→ EXERCISE AIM
For the records that follow, work out how many lines include "MapStorage" and give only that count.

→ DATA FOR THIS TASK
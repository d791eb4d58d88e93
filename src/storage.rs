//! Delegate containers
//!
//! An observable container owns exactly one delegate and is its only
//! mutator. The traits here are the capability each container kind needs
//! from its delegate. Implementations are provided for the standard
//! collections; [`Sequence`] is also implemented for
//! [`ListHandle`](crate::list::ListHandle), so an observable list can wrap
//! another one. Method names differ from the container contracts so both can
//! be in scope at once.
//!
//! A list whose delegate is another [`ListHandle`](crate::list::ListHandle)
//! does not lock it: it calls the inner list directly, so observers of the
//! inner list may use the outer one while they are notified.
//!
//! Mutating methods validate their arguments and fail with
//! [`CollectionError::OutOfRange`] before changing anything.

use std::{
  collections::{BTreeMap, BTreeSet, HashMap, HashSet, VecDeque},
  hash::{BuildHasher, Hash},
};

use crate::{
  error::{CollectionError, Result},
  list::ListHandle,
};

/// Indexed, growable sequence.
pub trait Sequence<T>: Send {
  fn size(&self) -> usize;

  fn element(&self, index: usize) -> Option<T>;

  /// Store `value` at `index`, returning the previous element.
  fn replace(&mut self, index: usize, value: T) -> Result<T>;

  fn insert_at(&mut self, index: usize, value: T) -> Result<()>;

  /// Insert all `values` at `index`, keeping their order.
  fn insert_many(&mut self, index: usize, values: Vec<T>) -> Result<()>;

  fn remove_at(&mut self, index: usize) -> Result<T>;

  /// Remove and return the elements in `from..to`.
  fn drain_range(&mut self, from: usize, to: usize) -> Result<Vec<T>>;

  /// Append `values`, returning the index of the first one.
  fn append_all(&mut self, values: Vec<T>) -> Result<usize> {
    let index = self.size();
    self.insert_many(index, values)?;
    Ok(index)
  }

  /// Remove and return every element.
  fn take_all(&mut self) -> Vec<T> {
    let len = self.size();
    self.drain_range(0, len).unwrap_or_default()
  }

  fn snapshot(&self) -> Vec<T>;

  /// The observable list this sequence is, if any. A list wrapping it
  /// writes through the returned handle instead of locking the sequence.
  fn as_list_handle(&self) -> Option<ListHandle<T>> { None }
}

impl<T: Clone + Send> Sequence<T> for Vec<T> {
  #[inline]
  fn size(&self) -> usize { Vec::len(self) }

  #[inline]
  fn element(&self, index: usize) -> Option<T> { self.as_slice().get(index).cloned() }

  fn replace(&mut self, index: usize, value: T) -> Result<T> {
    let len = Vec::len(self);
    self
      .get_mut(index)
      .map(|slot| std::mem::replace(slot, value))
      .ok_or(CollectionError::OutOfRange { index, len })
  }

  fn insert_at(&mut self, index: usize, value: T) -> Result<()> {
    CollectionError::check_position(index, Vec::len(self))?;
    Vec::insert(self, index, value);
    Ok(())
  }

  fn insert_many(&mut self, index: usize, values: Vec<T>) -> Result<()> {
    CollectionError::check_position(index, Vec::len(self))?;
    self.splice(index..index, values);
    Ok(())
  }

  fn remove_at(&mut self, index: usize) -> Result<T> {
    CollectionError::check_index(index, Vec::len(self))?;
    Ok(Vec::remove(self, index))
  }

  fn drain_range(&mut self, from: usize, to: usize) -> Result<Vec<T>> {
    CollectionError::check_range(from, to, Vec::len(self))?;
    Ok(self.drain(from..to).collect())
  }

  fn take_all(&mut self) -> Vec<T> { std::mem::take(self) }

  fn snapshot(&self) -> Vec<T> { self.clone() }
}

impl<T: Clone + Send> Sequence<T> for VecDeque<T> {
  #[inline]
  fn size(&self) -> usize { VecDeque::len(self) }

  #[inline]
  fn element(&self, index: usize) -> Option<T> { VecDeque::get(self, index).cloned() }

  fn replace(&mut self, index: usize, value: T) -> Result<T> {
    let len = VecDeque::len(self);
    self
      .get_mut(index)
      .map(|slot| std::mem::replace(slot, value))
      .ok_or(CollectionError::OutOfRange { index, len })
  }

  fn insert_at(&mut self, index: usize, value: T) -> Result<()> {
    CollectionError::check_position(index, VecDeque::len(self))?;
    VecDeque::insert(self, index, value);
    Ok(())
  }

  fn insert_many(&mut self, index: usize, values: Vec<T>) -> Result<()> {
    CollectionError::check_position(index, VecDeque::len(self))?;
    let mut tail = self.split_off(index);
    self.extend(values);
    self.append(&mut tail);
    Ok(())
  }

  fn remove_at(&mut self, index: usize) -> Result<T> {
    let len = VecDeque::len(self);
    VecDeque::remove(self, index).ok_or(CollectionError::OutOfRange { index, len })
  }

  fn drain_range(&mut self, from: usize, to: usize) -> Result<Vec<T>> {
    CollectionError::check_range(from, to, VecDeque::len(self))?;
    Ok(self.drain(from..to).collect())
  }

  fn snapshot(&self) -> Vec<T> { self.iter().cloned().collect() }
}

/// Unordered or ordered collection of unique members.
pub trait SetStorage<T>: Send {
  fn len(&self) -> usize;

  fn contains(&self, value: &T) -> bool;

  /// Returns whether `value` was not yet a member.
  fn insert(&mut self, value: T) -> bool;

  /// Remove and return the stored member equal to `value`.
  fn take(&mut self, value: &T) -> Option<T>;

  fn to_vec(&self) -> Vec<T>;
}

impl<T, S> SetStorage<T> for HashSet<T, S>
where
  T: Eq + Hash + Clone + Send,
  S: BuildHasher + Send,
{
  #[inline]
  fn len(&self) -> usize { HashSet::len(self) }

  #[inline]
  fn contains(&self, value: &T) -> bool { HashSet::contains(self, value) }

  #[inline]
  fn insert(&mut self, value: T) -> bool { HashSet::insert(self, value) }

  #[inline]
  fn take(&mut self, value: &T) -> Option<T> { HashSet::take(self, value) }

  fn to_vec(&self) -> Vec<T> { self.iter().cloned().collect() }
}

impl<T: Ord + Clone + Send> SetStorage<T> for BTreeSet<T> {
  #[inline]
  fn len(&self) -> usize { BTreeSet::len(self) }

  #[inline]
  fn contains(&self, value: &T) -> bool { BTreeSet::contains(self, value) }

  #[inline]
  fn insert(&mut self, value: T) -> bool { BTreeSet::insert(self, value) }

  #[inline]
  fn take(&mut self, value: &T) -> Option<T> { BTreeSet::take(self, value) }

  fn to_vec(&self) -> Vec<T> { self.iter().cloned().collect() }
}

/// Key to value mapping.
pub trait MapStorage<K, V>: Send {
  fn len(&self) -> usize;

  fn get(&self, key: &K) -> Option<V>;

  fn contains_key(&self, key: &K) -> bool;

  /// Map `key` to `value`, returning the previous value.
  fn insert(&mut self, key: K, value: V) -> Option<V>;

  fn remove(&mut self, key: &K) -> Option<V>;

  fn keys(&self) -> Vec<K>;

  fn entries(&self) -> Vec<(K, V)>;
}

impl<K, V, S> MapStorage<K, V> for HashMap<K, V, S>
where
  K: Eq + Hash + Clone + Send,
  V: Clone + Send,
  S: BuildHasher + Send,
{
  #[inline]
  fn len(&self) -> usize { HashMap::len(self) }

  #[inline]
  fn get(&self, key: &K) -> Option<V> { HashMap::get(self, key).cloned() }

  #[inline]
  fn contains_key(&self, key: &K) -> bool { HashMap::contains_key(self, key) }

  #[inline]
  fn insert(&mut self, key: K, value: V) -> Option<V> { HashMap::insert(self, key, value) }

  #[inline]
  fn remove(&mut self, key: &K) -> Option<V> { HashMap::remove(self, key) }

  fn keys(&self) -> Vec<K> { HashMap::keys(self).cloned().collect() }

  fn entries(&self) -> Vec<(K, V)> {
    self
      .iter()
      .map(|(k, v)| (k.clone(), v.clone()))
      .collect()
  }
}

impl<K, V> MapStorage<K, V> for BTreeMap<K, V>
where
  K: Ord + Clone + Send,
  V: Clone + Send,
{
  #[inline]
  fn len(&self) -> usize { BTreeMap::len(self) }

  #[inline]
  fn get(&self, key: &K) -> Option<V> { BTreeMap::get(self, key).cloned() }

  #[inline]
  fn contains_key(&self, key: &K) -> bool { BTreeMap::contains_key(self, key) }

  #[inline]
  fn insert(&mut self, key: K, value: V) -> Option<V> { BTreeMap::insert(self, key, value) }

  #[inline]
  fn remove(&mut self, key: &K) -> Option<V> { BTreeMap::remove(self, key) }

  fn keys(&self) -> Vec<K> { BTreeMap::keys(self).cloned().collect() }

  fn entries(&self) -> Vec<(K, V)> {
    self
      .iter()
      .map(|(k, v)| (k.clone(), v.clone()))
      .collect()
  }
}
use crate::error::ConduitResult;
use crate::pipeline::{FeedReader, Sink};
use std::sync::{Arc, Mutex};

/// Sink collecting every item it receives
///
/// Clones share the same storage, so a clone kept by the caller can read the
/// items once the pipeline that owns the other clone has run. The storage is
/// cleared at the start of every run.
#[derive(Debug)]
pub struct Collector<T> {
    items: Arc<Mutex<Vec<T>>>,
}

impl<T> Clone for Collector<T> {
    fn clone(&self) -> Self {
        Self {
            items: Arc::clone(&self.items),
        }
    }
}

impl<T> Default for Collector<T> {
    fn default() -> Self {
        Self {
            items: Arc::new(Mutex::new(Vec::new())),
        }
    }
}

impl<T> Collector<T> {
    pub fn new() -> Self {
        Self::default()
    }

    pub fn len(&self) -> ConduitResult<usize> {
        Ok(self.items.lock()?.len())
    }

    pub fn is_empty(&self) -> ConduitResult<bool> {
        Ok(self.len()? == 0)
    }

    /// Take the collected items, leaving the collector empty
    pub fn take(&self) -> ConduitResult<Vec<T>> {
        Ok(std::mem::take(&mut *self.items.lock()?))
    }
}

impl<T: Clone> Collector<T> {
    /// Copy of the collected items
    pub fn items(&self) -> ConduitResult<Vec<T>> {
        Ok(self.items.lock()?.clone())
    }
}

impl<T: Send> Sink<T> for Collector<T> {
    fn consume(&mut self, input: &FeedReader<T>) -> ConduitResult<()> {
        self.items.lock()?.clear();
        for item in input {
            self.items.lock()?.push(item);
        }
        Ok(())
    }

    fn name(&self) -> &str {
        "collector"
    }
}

→ SOLUTION FOR THIS PROBLEM
3